— INFORMATION —
//! Signer certificate resolution from PKCS#7/CMS signature payloads
//!
//! The service returns the signature as a base64-encoded CMS `SignedData`
//! blob (the body of a PEM-armored PKCS#7 structure) that bundles the
//! signer's certificate together with any CA/chain certificates. This
//! module structurally extracts the embedded certificates with the cms
//! crate — no temporary files, no external tools, and no signature
//! verification — and selects the signer's own certificate among them.
//!
//! Selection is a heuristic: the certificate with the earliest `notAfter`
//! wins, ties going to the first one in bundle order. On-demand signing
//! certificates are short-lived, so the shortest-lived certificate in the
//! bundle stands in for "the leaf signer certificate". This is not a
//! substitute for proper signer identification by chain building, but it
//! is the behavior downstream consumers depend on.

use crate::error::{Error, Result};
use crate::response::decode_payload;
use cms::cert::CertificateChoices;
use cms::content_info::ContentInfo;
use cms::signed_data::SignedData;
use der::asn1::ObjectIdentifier;
use der::{Decode, Encode, Tag, Tagged};
use std::time::SystemTime;
use tracing::{debug, trace, warn};
use x509_cert::certificate::Certificate;
use x509_cert::ext::pkix::SubjectAltName;
use x509_cert::ext::pkix::name::GeneralName;
use x509_cert::name::Name;

/// SignedData content type, 1.2.840.113549.1.7.2
const ID_SIGNED_DATA: ObjectIdentifier = ObjectIdentifier::new_unwrap("1.2.840.113549.1.7.2");

/// subjectAltName extension, 2.5.29.17
const ID_SUBJECT_ALT_NAME: ObjectIdentifier = ObjectIdentifier::new_unwrap("2.5.29.17");

/// Attribute key carrying the Mobile ID serial number in the SAN
const PSEUDONYM_KEY: &str = "pseudonym = ";

/// Identity attributes of the resolved signer certificate
#[derive(Debug, Clone, Default)]
pub struct SignerIdentity {
    /// The selected certificate
    pub certificate: Option<Certificate>,
    /// Subject distinguished name of the selected certificate
    pub subject: String,
    /// `pseudonym` attribute from the subjectAltName extension, empty if
    /// absent
    pub pseudonym: String,
}

/// Resolve the signer certificate from a base64-encoded CMS signature.
///
/// # Errors
/// Returns an error if the payload is not valid base64, is not a CMS
/// `SignedData` structure, or carries no decodable certificate. A missing
/// subjectAltName extension or `pseudonym` attribute is not an error.
pub fn resolve(signature_b64: &str) -> Result<SignerIdentity> {
    let signature_bytes = decode_payload(signature_b64)?;
    trace!("Resolving signer from {} bytes of CMS data", signature_bytes.len());

    let certificates = extract_certificates(&signature_bytes)?;
    debug!("Found {} certificates in the bundle", certificates.len());

    let certificate = select_signer(&certificates)
        .cloned()
        .ok_or(Error::NoSignerCertificate)?;

    let subject = certificate.tbs_certificate.subject.to_string();
    let pseudonym = subject_alt_name_text(&certificate)
        .map(|text| pseudonym_from_san(&text))
        .unwrap_or_default();

    debug!("Selected signer: subject={subject}, pseudonym={pseudonym}");
    Ok(SignerIdentity {
        certificate: Some(certificate),
        subject,
        pseudonym,
    })
}

/// Extract the embedded certificate chain from a CMS `SignedData` blob.
///
/// Purely structural: the `certificates` field is read in bundle order,
/// non-X.509 entries are skipped, and no signature is verified.
fn extract_certificates(signature_bytes: &[u8]) -> Result<Vec<Certificate>> {
    let content_info = ContentInfo::from_der(signature_bytes)
        .map_err(|e| Error::asn1(format!("failed to parse ContentInfo: {e}")))?;

    if content_info.content_type != ID_SIGNED_DATA {
        return Err(Error::asn1(format!(
            "content type {} is not SignedData",
            content_info.content_type
        )));
    }

    let signed_data_bytes = content_info
        .content
        .to_der()
        .map_err(|e| Error::asn1(format!("failed to encode content: {e}")))?;
    let signed_data = SignedData::from_der(&signed_data_bytes)
        .map_err(|e| Error::asn1(format!("failed to parse SignedData: {e}")))?;

    let mut certificates = Vec::new();
    if let Some(certificate_set) = &signed_data.certificates {
        for (index, choice) in certificate_set.0.iter().enumerate() {
            match choice {
                CertificateChoices::Certificate(certificate) => {
                    certificates.push(certificate.clone());
                }
                CertificateChoices::Other(_) => {
                    trace!("Skipping non-X.509 certificate entry {index}");
                }
            }
        }
    }

    Ok(certificates)
}

/// Select the certificate with the earliest `notAfter`; ties go to the
/// first one in bundle order.
fn select_signer(certificates: &[Certificate]) -> Option<&Certificate> {
    let mut selected: Option<(&Certificate, SystemTime)> = None;

    for certificate in certificates {
        let not_after = certificate
            .tbs_certificate
            .validity
            .not_after
            .to_system_time();
        match selected {
            Some((_, best)) if not_after >= best => {}
            _ => selected = Some((certificate, not_after)),
        }
    }

    selected.map(|(certificate, _)| certificate)
}

/// Render the subjectAltName extension to its text form, if present
fn subject_alt_name_text(certificate: &Certificate) -> Option<String> {
    let extensions = certificate.tbs_certificate.extensions.as_ref()?;
    let extension = extensions
        .iter()
        .find(|extension| extension.extn_id == ID_SUBJECT_ALT_NAME)?;

    match SubjectAltName::from_der(extension.extn_value.as_bytes()) {
        Ok(san) => Some(render_general_names(&san.0)),
        Err(e) => {
            warn!("Failed to decode subjectAltName extension: {e}");
            None
        }
    }
}

/// Render general names the way command-line tooling prints them, e.g.
/// `DirName: serialNumber = X, name = Y, pseudonym = Z`
///
/// Only directory-name entries carry the attributes this client cares
/// about; other name forms are skipped.
fn render_general_names(names: &[GeneralName]) -> String {
    let mut entries = Vec::new();
    for name in names {
        match name {
            GeneralName::DirectoryName(directory) => {
                entries.push(format!("DirName: {}", directory_name_pairs(directory)));
            }
            GeneralName::RegisteredId(oid) => entries.push(format!("RID:{oid}")),
            other => {
                trace!("Ignoring subjectAltName entry without attributes: {other:?}");
            }
        }
    }
    entries.join(", ")
}

/// Render a directory name as `key = value` pairs joined by `, `
fn directory_name_pairs(name: &Name) -> String {
    let mut pairs = Vec::new();
    for rdn in name.0.iter() {
        for attribute in rdn.0.iter() {
            pairs.push(format!(
                "{} = {}",
                attribute_key(&attribute.oid),
                attribute_value(&attribute.value)
            ));
        }
    }
    pairs.join(", ")
}

/// Scan a rendered subjectAltName for the `pseudonym` attribute.
///
/// The text is a loosely structured `, `-separated list of `key = value`
/// pairs; the key token is matched case-sensitively and the last match
/// wins. No match yields an empty string.
pub(crate) fn pseudonym_from_san(text: &str) -> String {
    let mut pseudonym = String::new();
    for token in text.split(", ") {
        if let Some(position) = token.find(PSEUDONYM_KEY) {
            pseudonym = token[position + PSEUDONYM_KEY.len()..].to_string();
        }
    }
    pseudonym
}

/// Convert a directory-name attribute OID to its conventional short name
fn attribute_key(oid: &ObjectIdentifier) -> String {
    match oid.to_string().as_str() {
        "2.5.4.3" => "CN".to_string(),
        "2.5.4.5" => "serialNumber".to_string(),
        "2.5.4.6" => "C".to_string(),
        "2.5.4.7" => "L".to_string(),
        "2.5.4.8" => "ST".to_string(),
        "2.5.4.10" => "O".to_string(),
        "2.5.4.11" => "OU".to_string(),
        "2.5.4.13" => "description".to_string(),
        "2.5.4.41" => "name".to_string(),
        "2.5.4.65" => "pseudonym".to_string(),
        _ => oid.to_string(),
    }
}

/// Decode an attribute value as a directory string.
///
/// The content octets of the directory string types are the character
/// data itself; anything else is rendered as hex.
fn attribute_value(value: &der::Any) -> String {
    match value.tag() {
        Tag::Utf8String | Tag::PrintableString | Tag::Ia5String | Tag::TeletexString => {
            String::from_utf8_lossy(value.value()).into_owned()
        }
        _ => value.value().iter().map(|byte| format!("{byte:02X}")).collect(),
    }
}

— REQUIRED WORK —
Your task is to retype the entries verbatim, starting with the line that holds "subjectAltName entry without" and stopping after the line that holds "for token in".

— RESULT OF THIS TASK —
                trace!("Ignoring subjectAltName entry without attributes: {other:?}");
            }
        }
    }
    entries.join(", ")
}

/// Render a directory name as `key = value` pairs joined by `, `
fn directory_name_pairs(name: &Name) -> String {
    let mut pairs = Vec::new();
    for rdn in name.0.iter() {
        for attribute in rdn.0.iter() {
            pairs.push(format!(
                "{} = {}",
                attribute_key(&attribute.oid),
                attribute_value(&attribute.value)
            ));
        }
    }
    pairs.join(", ")
}

/// Scan a rendered subjectAltName for the `pseudonym` attribute.
///
/// The text is a loosely structured `, `-separated list of `key = value`
/// pairs; the key token is matched case-sensitively and the last match
/// wins. No match yields an empty string.
pub(crate) fn pseudonym_from_san(text: &str) -> String {
    let mut pseudonym = String::new();
    for token in text.split(", ") {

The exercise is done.